Наращивание абсурда во всех направлениях, огромное количество референсов к культовым зомби-историям, разрушение четвертой стены, тонкое высмеивание человеческих зависимостей… Последнее, по признанию Джармуша, и стало тем самым триггером – как-то на улице он обратил внимание, что все люди вокруг него уткнулись в смартфоны.
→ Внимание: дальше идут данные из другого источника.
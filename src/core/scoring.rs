use crate::models::{Criterion, DurationNeed, DurationTier, UrgencyNeed, UrgencyTier, WeekSchedule};
use chrono::{Datelike, NaiveDateTime, NaiveTime, Timelike};
use std::collections::BTreeMap;

/// Urgency fit scores, seeker rows x shelter columns
///
/// Rows: Today, FewDays, WeekOrMore. Columns: Immediate, High, Moderate.
/// Kept as data rather than branching logic so the policy is auditable
/// independently of the traversal.
pub const URGENCY_SCORES: [[f64; 3]; 3] = [
    [0.0, 0.75, 1.0],
    [0.25, 0.0, 0.75],
    [0.75, 0.25, 0.0],
];

/// Duration fit scores, seeker rows x shelter columns
///
/// Rows: Overnight, UpToMonth, CoupleMonths, YearOrMore.
/// Columns: Overnight, Temporary, Transitional, LongTerm.
pub const DURATION_SCORES: [[f64; 4]; 4] = [
    [0.0, 0.5, 0.75, 1.0],
    [0.5, 0.0, 0.25, 0.75],
    [0.75, 0.25, 0.0, 0.5],
    [1.0, 0.75, 0.5, 0.0],
];

/// Availability is counted three times when the seeker needs help today
pub const TODAY_AVAILABILITY_WEIGHT: f64 = 3.0;

/// Score urgency alignment by table lookup; 0 = perfect fit
#[inline]
pub fn urgency_score(need: UrgencyNeed, tier: UrgencyTier) -> f64 {
    URGENCY_SCORES[need as usize][tier as usize]
}

/// Score stay-duration alignment by table lookup; 0 = perfect fit
#[inline]
pub fn duration_score(need: DurationNeed, tier: DurationTier) -> f64 {
    DURATION_SCORES[need as usize][tier as usize]
}

/// Score current open/closed status: 0 open, 1 closed
///
/// `now` is the current date-time in the seeker-facing timezone. Comparison
/// is at minute precision. A window whose end precedes its start spans
/// midnight and is open outside the [end, start) gap.
pub fn availability_score(schedule: &WeekSchedule, now: NaiveDateTime) -> f64 {
    let window = match schedule.window_for(now.weekday()) {
        Some(window) => window,
        // No listed hours for this weekday: closed
        None => return 1.0,
    };

    let current = NaiveTime::from_hms_opt(now.hour(), now.minute(), 0)
        .expect("hour and minute taken from a valid datetime");

    let open = if window.start <= window.end {
        window.start <= current && current <= window.end
    } else {
        current >= window.start || current <= window.end
    };

    if open {
        0.0
    } else {
        1.0
    }
}

/// How many times the availability criterion counts in the aggregate
///
/// `None` means availability is not scored at all: near-term open/closed
/// status is irrelevant to someone planning a week out.
pub fn availability_weight(urgency: UrgencyNeed) -> Option<f64> {
    match urgency {
        UrgencyNeed::Today => Some(TODAY_AVAILABILITY_WEIGHT),
        UrgencyNeed::FewDays => Some(1.0),
        UrgencyNeed::WeekOrMore => None,
    }
}

#[inline]
fn criterion_weight(criterion: Criterion, urgency: UrgencyNeed) -> f64 {
    if criterion == Criterion::Availability {
        availability_weight(urgency).unwrap_or(0.0)
    } else {
        1.0
    }
}

/// Combine the per-criterion scores actually computed into one total
///
/// The total is the weighted mean of exactly the criteria present in the
/// map: an omitted criterion appears in neither the numerator nor the
/// denominator, so its absence cannot distort the average. Returns `None`
/// when no criterion applies; the caller falls back to a neutral ranking.
pub fn aggregate_scores(scores: &BTreeMap<Criterion, f64>, urgency: UrgencyNeed) -> Option<f64> {
    let mut numerator = 0.0;
    let mut denominator = 0.0;

    for (criterion, score) in scores {
        let weight = criterion_weight(*criterion, urgency);
        numerator += weight * score;
        denominator += weight;
    }

    if denominator == 0.0 {
        None
    } else {
        Some(numerator / denominator)
    }
}
use crate::core::semantic::MAX_RATING;
use crate::core::{OracleError, SemanticOracle};
use async_trait::async_trait;
use reqwest::Client;
use serde_json::{json, Value};
use std::time::Duration;

/// Instruction pinning the oracle to a bare-integer reply
const SYSTEM_PROMPT: &str = "Given two variables 'user needs' (the ideal qualities/services of a shelter) and 'shelter services' (the services offered by a shelter), return an integer 0-10 that scores how well the 'shelter services' match the 'user needs' where 0 is the best fit and 10 is the worst fit. IMPORTANT: NO MATTER WHAT, ONLY RETURN THE INTEGER (NO EXTRA WORDS, PUNCTUATION, ETC.)";

/// Semantic comparison client backed by a chat-completions endpoint
///
/// One stateless request per pair. The reply must be a bare integer in
/// 0..=10; anything else is a contract violation and is never coerced
/// into a score.
pub struct ChatCompletionOracle {
    base_url: String,
    api_key: String,
    model: String,
    client: Client,
}

impl ChatCompletionOracle {
    pub fn new(base_url: String, api_key: String, model: String) -> Self {
        let client = Client::builder()
            .timeout(Duration::from_secs(30))
            .build()
            .expect("Failed to create HTTP client");

        Self {
            base_url,
            api_key,
            model,
            client,
        }
    }
}

#[async_trait]
impl SemanticOracle for ChatCompletionOracle {
    async fn compare(&self, needs: &str, services: &str) -> Result<u8, OracleError> {
        let url = format!(
            "{}/v1/chat/completions",
            self.base_url.trim_end_matches('/')
        );

        let payload = json!({
            "model": self.model,
            "messages": [
                {"role": "system", "content": SYSTEM_PROMPT},
                {"role": "user", "content": format!("user_needs: {}, shelter_services: {}", needs, services)}
            ]
        });

        let response = self
            .client
            .post(&url)
            .bearer_auth(&self.api_key)
            .json(&payload)
            .send()
            .await?;

        if !response.status().is_success() {
            return Err(OracleError::Api(format!(
                "Semantic comparison failed: {}",
                response.status()
            )));
        }

        let body: Value = response.json().await?;

        let content = body
            .pointer("/choices/0/message/content")
            .and_then(|v| v.as_str())
            .ok_or_else(|| OracleError::Contract("missing completion content".into()))?;

        let rating: u8 = content.trim().parse().map_err(|_| {
            OracleError::Contract(format!("expected a bare integer, got {:?}", content))
        })?;

        if rating > MAX_RATING {
            return Err(OracleError::Contract(format!(
                "rating {} outside 0-{}",
                rating, MAX_RATING
            )));
        }

        Ok(rating)
    }
}
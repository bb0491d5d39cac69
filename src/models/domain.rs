use chrono::{NaiveTime, Weekday};
use serde::{Deserialize, Serialize};
use std::collections::BTreeMap;

/// Seeker sex as reported on the intake form
#[derive(Debug, Clone, Copy, PartialEq, Eq, Serialize, Deserialize)]
pub enum Sex {
    Male,
    Female,
    Other,
}

/// Sex a shelter serves; `All` admits every seeker
#[derive(Debug, Clone, Copy, PartialEq, Eq, Serialize, Deserialize)]
pub enum SexServed {
    Male,
    Female,
    Other,
    All,
}

impl SexServed {
    /// Whether a seeker of the given sex is admitted
    pub fn admits(self, sex: Sex) -> bool {
        match self {
            SexServed::All => true,
            SexServed::Male => sex == Sex::Male,
            SexServed::Female => sex == Sex::Female,
            SexServed::Other => sex == Sex::Other,
        }
    }
}

/// How quickly the seeker needs help
///
/// Variant order matches the rows of `core::scoring::URGENCY_SCORES`.
#[derive(Debug, Clone, Copy, PartialEq, Eq, Serialize, Deserialize)]
#[serde(rename_all = "snake_case")]
pub enum UrgencyNeed {
    #[serde(alias = "Today")]
    Today,
    #[serde(alias = "In the next few days")]
    FewDays,
    #[serde(alias = "In a week or more")]
    WeekOrMore,
}

/// Urgency tier a shelter serves
///
/// Variant order matches the columns of `core::scoring::URGENCY_SCORES`.
/// The catalog spells the first tier "Immidiate"; both spellings parse.
#[derive(Debug, Clone, Copy, PartialEq, Eq, Serialize, Deserialize)]
pub enum UrgencyTier {
    #[serde(alias = "Immidiate")]
    Immediate,
    High,
    Moderate,
}

/// How long the seeker needs a place to stay
///
/// Variant order matches the rows of `core::scoring::DURATION_SCORES`.
#[derive(Debug, Clone, Copy, PartialEq, Eq, Serialize, Deserialize)]
#[serde(rename_all = "snake_case")]
pub enum DurationNeed {
    #[serde(alias = "Overnight")]
    Overnight,
    #[serde(alias = "A month or less")]
    UpToMonth,
    #[serde(alias = "A couple of months")]
    CoupleMonths,
    #[serde(alias = "A year or more")]
    YearOrMore,
}

/// Stay-duration tier a shelter serves
///
/// Variant order matches the columns of `core::scoring::DURATION_SCORES`.
#[derive(Debug, Clone, Copy, PartialEq, Eq, Serialize, Deserialize)]
pub enum DurationTier {
    Overnight,
    Temporary,
    Transitional,
    #[serde(rename = "Long-Term")]
    LongTerm,
}

/// One day's operating window; `end < start` spans midnight
#[derive(Debug, Clone, Copy, PartialEq, Serialize, Deserialize)]
pub struct DayWindow {
    pub start: NaiveTime,
    pub end: NaiveTime,
}

/// Weekly operating schedule, Monday-first; `None` means closed that day
#[derive(Debug, Clone, Default, PartialEq, Serialize, Deserialize)]
pub struct WeekSchedule {
    pub windows: [Option<DayWindow>; 7],
}

impl WeekSchedule {
    pub fn window_for(&self, weekday: Weekday) -> Option<DayWindow> {
        self.windows[weekday.num_days_from_monday() as usize]
    }
}

/// Seeker intake profile, created once per session from the form
#[derive(Debug, Clone, PartialEq)]
pub struct SeekerProfile {
    pub city: String,
    /// `None` when the seeker does not know their zip code
    pub postal_code: Option<String>,
    pub sex: Sex,
    pub lgbtq: bool,
    pub domestic_violence: bool,
    pub urgency: UrgencyNeed,
    pub duration: DurationNeed,
    /// Free-text needs; blank text means the criterion is absent
    pub needs: String,
}

impl SeekerProfile {
    /// Needs text, `None` when blank
    pub fn needs(&self) -> Option<&str> {
        let trimmed = self.needs.trim();
        if trimmed.is_empty() {
            None
        } else {
            Some(trimmed)
        }
    }
}

/// Shelter catalog record, read-only during scoring
#[derive(Debug, Clone, PartialEq, Serialize, Deserialize)]
pub struct ShelterRecord {
    #[serde(rename = "organizationName")]
    pub organization_name: String,
    #[serde(rename = "programName")]
    pub program_name: String,
    #[serde(rename = "shelterType")]
    pub shelter_type: String,
    pub city: String,
    #[serde(rename = "postalCode")]
    pub postal_code: String,
    pub address: String,
    #[serde(rename = "sexServed")]
    pub sex_served: SexServed,
    #[serde(rename = "lgbtqSpecific")]
    pub lgbtq_specific: bool,
    #[serde(rename = "dvSpecific")]
    pub dv_specific: bool,
    pub urgency: UrgencyTier,
    pub duration: DurationTier,
    #[serde(default)]
    pub schedule: WeekSchedule,
    pub services: String,
    #[serde(rename = "openHours", default)]
    pub open_hours: String,
    #[serde(default)]
    pub summary: String,
    #[serde(rename = "applicationDetails", default)]
    pub application_details: String,
    #[serde(rename = "programAbout", default)]
    pub program_about: String,
    #[serde(rename = "organizationAbout", default)]
    pub organization_about: String,
    #[serde(default)]
    pub phone: String,
    #[serde(default)]
    pub webpage: String,
}

/// Resolved geographic coordinates
#[derive(Debug, Clone, Copy, PartialEq, Serialize, Deserialize)]
pub struct Coordinates {
    pub lat: f64,
    pub lon: f64,
}

/// One axis of fit
#[derive(Debug, Clone, Copy, PartialEq, Eq, PartialOrd, Ord, Hash, Serialize, Deserialize)]
#[serde(rename_all = "snake_case")]
pub enum Criterion {
    Distance,
    Urgency,
    Duration,
    Services,
    Availability,
}

/// A shelter with its per-criterion scores and aggregate total
///
/// Scores are normalized to [0,1] with 0 the best fit; `scores` holds only
/// the criteria actually computed for this query.
#[derive(Debug, Clone, Serialize, Deserialize)]
pub struct ScoredShelter {
    pub record: ShelterRecord,
    pub scores: BTreeMap<Criterion, f64>,
    pub total: f64,
}
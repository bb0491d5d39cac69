use crate::models::domain::ScoredShelter;
use serde::{Deserialize, Serialize};
use uuid::Uuid;

/// Response for the find-shelters endpoint
#[derive(Debug, Clone, Serialize, Deserialize)]
pub struct FindSheltersResponse {
    #[serde(rename = "sessionId")]
    pub session_id: Uuid,
    pub shelters: Vec<ScoredShelter>,
    #[serde(rename = "totalCandidates")]
    pub total_candidates: usize,
    #[serde(rename = "eligibleCandidates")]
    pub eligible_candidates: usize,
}

/// One cached shortlist entry served during navigation
#[derive(Debug, Clone, Serialize, Deserialize)]
pub struct SessionShelterResponse {
    #[serde(rename = "sessionId")]
    pub session_id: Uuid,
    pub index: usize,
    pub count: usize,
    pub shelter: ScoredShelter,
}

/// Health check response
#[derive(Debug, Clone, Serialize, Deserialize)]
pub struct HealthResponse {
    pub status: String,
    pub version: String,
    pub timestamp: chrono::DateTime<chrono::Utc>,
}

/// Error response
#[derive(Debug, Clone, Serialize, Deserialize)]
pub struct ErrorResponse {
    pub error: String,
    pub message: String,
    pub status_code: u16,
}
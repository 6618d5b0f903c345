//! Shot loop: executes an [`Executable`] against a statevector and classical
//! memory.

use rand::Rng;
use tracing::trace;

use qcoin_hal::{HalError, HalResult, RegisterMap};

use crate::executable::{BinaryOp, CompareOp, Executable, Op, Operand, Slot, coerce};
use crate::statevector::Statevector;

/// Default bound on instructions executed per shot.
pub const DEFAULT_MAX_STEPS_PER_SHOT: u64 = 100_000;

/// Run every shot of `exe` and collect the final memory of each one.
pub(crate) fn execute<R: Rng + ?Sized>(
    exe: &Executable,
    rng: &mut R,
    max_steps: u64,
) -> HalResult<RegisterMap> {
    let mut machine = Machine::new(exe);
    let mut registers = RegisterMap::new();

    for shot in 0..exe.num_shots() {
        machine.reset();
        let steps = machine.run(rng, max_steps)?;
        trace!(shot, steps, "shot finished");

        for (region, values) in exe.regions().iter().zip(&machine.memory) {
            registers.push_row(&region.name, values.clone());
        }
    }

    Ok(registers)
}

struct Machine<'a> {
    exe: &'a Executable,
    state: Statevector,
    memory: Vec<Vec<i64>>,
}

impl<'a> Machine<'a> {
    fn new(exe: &'a Executable) -> Self {
        Self {
            exe,
            state: Statevector::new(exe.num_qubits()),
            memory: exe.regions().iter().map(|r| vec![0; r.size]).collect(),
        }
    }

    fn reset(&mut self) {
        self.state.reinitialize();
        for values in &mut self.memory {
            values.fill(0);
        }
    }

    fn read(&self, slot: Slot) -> i64 {
        self.memory[slot.region][slot.index]
    }

    fn write(&mut self, slot: Slot, value: i64) {
        let ty = self.exe.regions()[slot.region].ty;
        self.memory[slot.region][slot.index] = coerce(ty, value);
    }

    fn value(&self, operand: Operand) -> i64 {
        match operand {
            Operand::Slot(slot) => self.read(slot),
            Operand::Immediate(v) => v,
        }
    }

    /// Execute one shot from the first instruction. Returns the step count.
    fn run<R: Rng + ?Sized>(&mut self, rng: &mut R, max_steps: u64) -> HalResult<u64> {
        let exe = self.exe;
        let ops = &exe.ops;
        let mut pc = 0;
        let mut steps = 0u64;

        while pc < ops.len() {
            steps += 1;
            if steps > max_steps {
                return Err(HalError::Execution(format!(
                    "shot exceeded {max_steps} steps (pc {pc})"
                )));
            }

            pc = match &ops[pc] {
                Op::Gate { gate, qubits } => {
                    self.state.apply_gate(*gate, qubits);
                    pc + 1
                }
                Op::Measure { qubit, target } => {
                    let bit = self.state.measure(*qubit, rng);
                    if let Some(slot) = target {
                        self.write(*slot, i64::from(bit));
                    }
                    pc + 1
                }
                Op::Reset(Some(qubit)) => {
                    self.state.reset(*qubit, rng);
                    pc + 1
                }
                Op::Reset(None) => {
                    self.state.reinitialize();
                    pc + 1
                }
                Op::Jump(target) => *target,
                Op::JumpWhen { pc: target, condition } => {
                    if self.read(*condition) != 0 {
                        *target
                    } else {
                        pc + 1
                    }
                }
                Op::JumpUnless { pc: target, condition } => {
                    if self.read(*condition) == 0 {
                        *target
                    } else {
                        pc + 1
                    }
                }
                Op::Binary { op, target, source } => {
                    let rhs = self.value(*source);
                    let result = match op {
                        BinaryOp::Move => rhs,
                        BinaryOp::Add => self.read(*target).wrapping_add(rhs),
                        BinaryOp::Xor => self.read(*target) ^ rhs,
                    };
                    self.write(*target, result);
                    pc + 1
                }
                Op::Not(target) => {
                    let result = i64::from(self.read(*target) == 0);
                    self.write(*target, result);
                    pc + 1
                }
                Op::Compare {
                    op,
                    target,
                    left,
                    right,
                } => {
                    let (l, r) = (self.read(*left), self.value(*right));
                    let result = match op {
                        CompareOp::Eq => l == r,
                        CompareOp::Lt => l < r,
                    };
                    self.write(*target, i64::from(result));
                    pc + 1
                }
                Op::Halt => break,
                Op::Nop => pc + 1,
            };
        }

        Ok(steps)
    }
}
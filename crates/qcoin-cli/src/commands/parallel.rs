//! Parallel command implementation.

use anyhow::Result;

use qcoin_games::{GameKind, ParallelConfig, run_parallel};

use super::common::print_json;
use crate::OutputFormat;

/// Execute the parallel command.
pub async fn execute(
    game: GameKind,
    threads: usize,
    shots: u32,
    seed: Option<u64>,
    format: OutputFormat,
) -> Result<()> {
    let config = ParallelConfig {
        game,
        threads,
        shots_per_thread: shots,
        seed,
        quiet: format == OutputFormat::Json,
    };

    let report = run_parallel(&config).await?;

    if format == OutputFormat::Json {
        print_json(&report)?;
    }

    Ok(())
}
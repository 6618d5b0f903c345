//! qcoin Hardware Abstraction Layer
//!
//! A uniform interface for running [`qcoin_ir::Program`]s on a quantum
//! backend. The workspace ships one implementation, the local quantum
//! virtual machine in `qcoin-adapter-qvm`.
//!
//! # Overview
//!
//! - [`Backend`]: async job lifecycle (validate, submit, status, result, cancel, wait)
//! - [`Capabilities`]: qubit count, gate set and feature flags
//! - [`ExecutionResult`]: per-shot memory contents as a [`RegisterMap`],
//!   plus [`Counts`] histograms
//!
//! # Example
//!
//! ```ignore
//! use qcoin_adapter_qvm::get_qc;
//! use qcoin_hal::Backend;
//! use qcoin_ir::{MemoryType, Program};
//!
//! #[tokio::main]
//! async fn main() -> anyhow::Result<()> {
//!     let qc = get_qc("2q-qvm")?;
//!
//!     let mut program = Program::new();
//!     let ro = program.declare("ro", MemoryType::Bit, 2)?;
//!     program.h(0)?.h(1)?;
//!     program.measure_all(&ro);
//!
//!     let job_id = qc.submit(&program, 100).await?;
//!     let result = qc.wait(&job_id).await?;
//!     println!("{:?}", result.counts("ro"));
//!     Ok(())
//! }
//! ```

pub mod backend;
pub mod capability;
pub mod error;
pub mod job;
pub mod result;

pub use backend::{
    Backend, BackendAvailability, BackendConfig, BackendFactory, ValidationResult,
    validate_against,
};
pub use capability::{Capabilities, GateSet};
pub use error::{HalError, HalResult};
pub use job::{Job, JobId, JobStatus};
pub use result::{Counts, ExecutionResult, Readout, RegisterMap};
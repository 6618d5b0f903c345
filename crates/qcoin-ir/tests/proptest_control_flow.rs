//! Property-based tests for the control-flow builders.
//!
//! Arbitrarily nested if/while blocks must always produce a program whose
//! jumps each land on exactly one label.

use std::collections::BTreeMap;

use proptest::prelude::*;
use qcoin_ir::{Instruction, MemoryType, Program};

/// Shape of a generated block.
#[derive(Debug, Clone)]
enum Block {
    Gate(u32),
    If(Vec<Block>, Vec<Block>),
    While(Vec<Block>),
}

fn arb_block() -> impl Strategy<Value = Block> {
    let leaf = (0_u32..3).prop_map(Block::Gate);
    leaf.prop_recursive(4, 32, 4, |inner| {
        prop_oneof![
            (
                prop::collection::vec(inner.clone(), 0..3),
                prop::collection::vec(inner.clone(), 0..3)
            )
                .prop_map(|(t, e)| Block::If(t, e)),
            prop::collection::vec(inner, 0..3).prop_map(Block::While),
        ]
    })
}

/// Build `blocks` into a program; returns the number of if/while constructs.
fn build(blocks: &[Block]) -> (Program, usize) {
    let mut program = Program::new();
    let flag = program.declare("flag", MemoryType::Bit, 1).unwrap();
    let mut constructs = 0;

    for block in blocks {
        match block {
            Block::Gate(q) => {
                program.h(*q).unwrap();
            }
            Block::If(then_blocks, else_blocks) => {
                let (then_branch, n) = build(then_blocks);
                let (else_branch, m) = build(else_blocks);
                program.if_then(flag.at(0), then_branch, else_branch).unwrap();
                constructs += 1 + n + m;
            }
            Block::While(body) => {
                let (body, n) = build(body);
                program.while_do(flag.at(0), body).unwrap();
                constructs += 1 + n;
            }
        }
    }

    (program, constructs)
}

proptest! {
    #[test]
    fn prop_labels_unique_and_targets_resolve(blocks in prop::collection::vec(arb_block(), 1..6)) {
        let (program, constructs) = build(&blocks);

        let mut labels: BTreeMap<&str, usize> = BTreeMap::new();
        for inst in program.instructions() {
            if let Instruction::Label(label) = inst {
                *labels.entry(label.name()).or_default() += 1;
            }
        }

        prop_assert_eq!(labels.len(), 2 * constructs);
        prop_assert!(labels.values().all(|&n| n == 1));

        for inst in program.instructions() {
            if let Some(target) = inst.jump_target() {
                prop_assert!(labels.contains_key(target.name()));
            }
        }
    }

    #[test]
    fn prop_nesting_keeps_one_declaration(blocks in prop::collection::vec(arb_block(), 1..6)) {
        let (program, _) = build(&blocks);
        prop_assert_eq!(program.declarations().len(), 1);
    }
}
//! Execution results: per-shot register values and aggregated counts.

use serde::{Deserialize, Serialize};
use std::collections::BTreeMap;

/// Per-shot values of one memory region: `rows[shot][index]`.
pub type Readout = Vec<Vec<i64>>;

/// Memory contents captured at the end of every shot, keyed by region name.
#[derive(Debug, Clone, Default, PartialEq, Eq, Serialize, Deserialize)]
pub struct RegisterMap(BTreeMap<String, Readout>);

impl RegisterMap {
    /// Create an empty register map.
    pub fn new() -> Self {
        Self::default()
    }

    /// Rows recorded for a region.
    pub fn get(&self, name: &str) -> Option<&Readout> {
        self.0.get(name)
    }

    /// Append one shot's values for a region.
    pub fn push_row(&mut self, name: &str, row: Vec<i64>) {
        self.0.entry(name.to_string()).or_default().push(row);
    }

    /// Region names, sorted.
    pub fn names(&self) -> impl Iterator<Item = &str> {
        self.0.keys().map(String::as_str)
    }

    /// Number of regions.
    pub fn len(&self) -> usize {
        self.0.len()
    }

    /// Check if nothing was recorded.
    pub fn is_empty(&self) -> bool {
        self.0.is_empty()
    }
}

impl FromIterator<(String, Readout)> for RegisterMap {
    fn from_iter<I: IntoIterator<Item = (String, Readout)>>(iter: I) -> Self {
        Self(iter.into_iter().collect())
    }
}

/// Measurement outcome histogram, keyed by bitstring.
///
/// Bitstrings list element 0 first, so `"01"` means `ro[0] = 0, ro[1] = 1`.
#[derive(Debug, Clone, Default, PartialEq, Eq, Serialize, Deserialize)]
pub struct Counts(BTreeMap<String, u64>);

impl Counts {
    /// Create an empty histogram.
    pub fn new() -> Self {
        Self::default()
    }

    /// Build a histogram from readout rows.
    pub fn from_rows(rows: &[Vec<i64>]) -> Self {
        let mut counts = Self::new();
        for row in rows {
            let bitstring: String = row
                .iter()
                .map(|&v| if v == 0 { '0' } else { '1' })
                .collect();
            counts.insert(bitstring, 1);
        }
        counts
    }

    /// Add `count` observations of `bitstring`.
    pub fn insert(&mut self, bitstring: impl Into<String>, count: u64) {
        *self.0.entry(bitstring.into()).or_insert(0) += count;
    }

    /// Count for a bitstring (0 if never observed).
    pub fn get(&self, bitstring: &str) -> u64 {
        self.0.get(bitstring).copied().unwrap_or(0)
    }

    /// Total number of observations.
    pub fn total_shots(&self) -> u64 {
        self.0.values().sum()
    }

    /// Outcomes sorted by descending count, ties by bitstring.
    pub fn sorted(&self) -> Vec<(&String, &u64)> {
        let mut entries: Vec<_> = self.0.iter().collect();
        entries.sort_by(|a, b| b.1.cmp(a.1).then_with(|| a.0.cmp(b.0)));
        entries
    }

    /// The most frequent outcome.
    pub fn most_frequent(&self) -> Option<(&String, &u64)> {
        self.sorted().into_iter().next()
    }

    /// Number of distinct outcomes.
    pub fn len(&self) -> usize {
        self.0.len()
    }

    /// Check if the histogram is empty.
    pub fn is_empty(&self) -> bool {
        self.0.is_empty()
    }
}

/// Result of executing a program.
#[derive(Debug, Clone, PartialEq, Serialize, Deserialize)]
pub struct ExecutionResult {
    /// Number of shots executed.
    pub shots: u32,
    /// Memory captured at the end of each shot.
    pub registers: RegisterMap,
    /// Wall time of the execution in milliseconds.
    #[serde(skip_serializing_if = "Option::is_none")]
    pub execution_time_ms: Option<u64>,
    /// Backend-specific extras.
    #[serde(default, skip_serializing_if = "serde_json::Map::is_empty")]
    pub metadata: serde_json::Map<String, serde_json::Value>,
}

impl ExecutionResult {
    /// Create a result.
    pub fn new(registers: RegisterMap, shots: u32) -> Self {
        Self {
            shots,
            registers,
            execution_time_ms: None,
            metadata: serde_json::Map::new(),
        }
    }

    /// Set the execution time.
    #[must_use]
    pub fn with_execution_time(mut self, ms: u64) -> Self {
        self.execution_time_ms = Some(ms);
        self
    }

    /// Attach a metadata entry.
    #[must_use]
    pub fn with_metadata(mut self, key: impl Into<String>, value: serde_json::Value) -> Self {
        self.metadata.insert(key.into(), value);
        self
    }

    /// All recorded regions.
    pub fn get_register_map(&self) -> &RegisterMap {
        &self.registers
    }

    /// Rows recorded for `name`; empty when the region was never declared.
    pub fn readout(&self, name: &str) -> &[Vec<i64>] {
        self.registers.get(name).map(Vec::as_slice).unwrap_or(&[])
    }

    /// Histogram of the rows recorded for `name`.
    pub fn counts(&self, name: &str) -> Counts {
        Counts::from_rows(self.readout(name))
    }
}

#[cfg(test)]
mod tests {
    use super::*;

    fn sample_result() -> ExecutionResult {
        let mut registers = RegisterMap::new();
        registers.push_row("ro", vec![0, 1]);
        registers.push_row("ro", vec![1, 1]);
        registers.push_row("ro", vec![0, 1]);
        ExecutionResult::new(registers, 3)
    }

    #[test]
    fn test_readout_rows() {
        let result = sample_result();
        assert_eq!(result.readout("ro").len(), 3);
        assert_eq!(result.readout("ro")[1], vec![1, 1]);
        assert!(result.readout("missing").is_empty());
    }

    #[test]
    fn test_counts_from_rows() {
        let counts = sample_result().counts("ro");
        assert_eq!(counts.get("01"), 2);
        assert_eq!(counts.get("11"), 1);
        assert_eq!(counts.get("00"), 0);
        assert_eq!(counts.total_shots(), 3);
        assert_eq!(counts.most_frequent(), Some((&"01".to_string(), &2)));
    }

    #[test]
    fn test_counts_sorted_breaks_ties_by_bitstring() {
        let mut counts = Counts::new();
        counts.insert("11", 5);
        counts.insert("00", 5);
        counts.insert("01", 9);
        let order: Vec<&str> = counts.sorted().into_iter().map(|(b, _)| b.as_str()).collect();
        assert_eq!(order, vec!["01", "00", "11"]);
    }

    #[test]
    fn test_result_json_roundtrip() {
        let result = sample_result()
            .with_execution_time(12)
            .with_metadata("backend", serde_json::json!("2q-qvm"));
        let json = serde_json::to_string(&result).unwrap();
        let back: ExecutionResult = serde_json::from_str(&json).unwrap();
        assert_eq!(back, result);
        assert_eq!(back.get_register_map().names().collect::<Vec<_>>(), vec!["ro"]);
    }
}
Он перенес наши «аддикции» на почву бессмертия – мертвец четко помнил, что он больше всего любил при жизни: кофеманы стремились к кофе (чудесный Игги Поп), любительница шардоне настойчиво требовала вина, дети кружили вокруг лавки со сладостями, киберзависимые искали вай-фай… Морализаторство, конечно, просматривается, но в весьма «съедобной» форме постмодернистского треша. И в этом главная фрустрационная нота фильма – метафора победы обывательского, захлестнувшего, подобно зомби-ордам, весь подлунный мир.
Замечательный ход (само)иронии – когда один из персонажей прочитал часть сценария и ничему не удивлялся, заранее зная, что все закончится плохо. И потому очередная «мудрость» от местного доморощенного философа звучит как единственно правильный взгляд на вещи: «Мир совершенен. Умей ценить детали».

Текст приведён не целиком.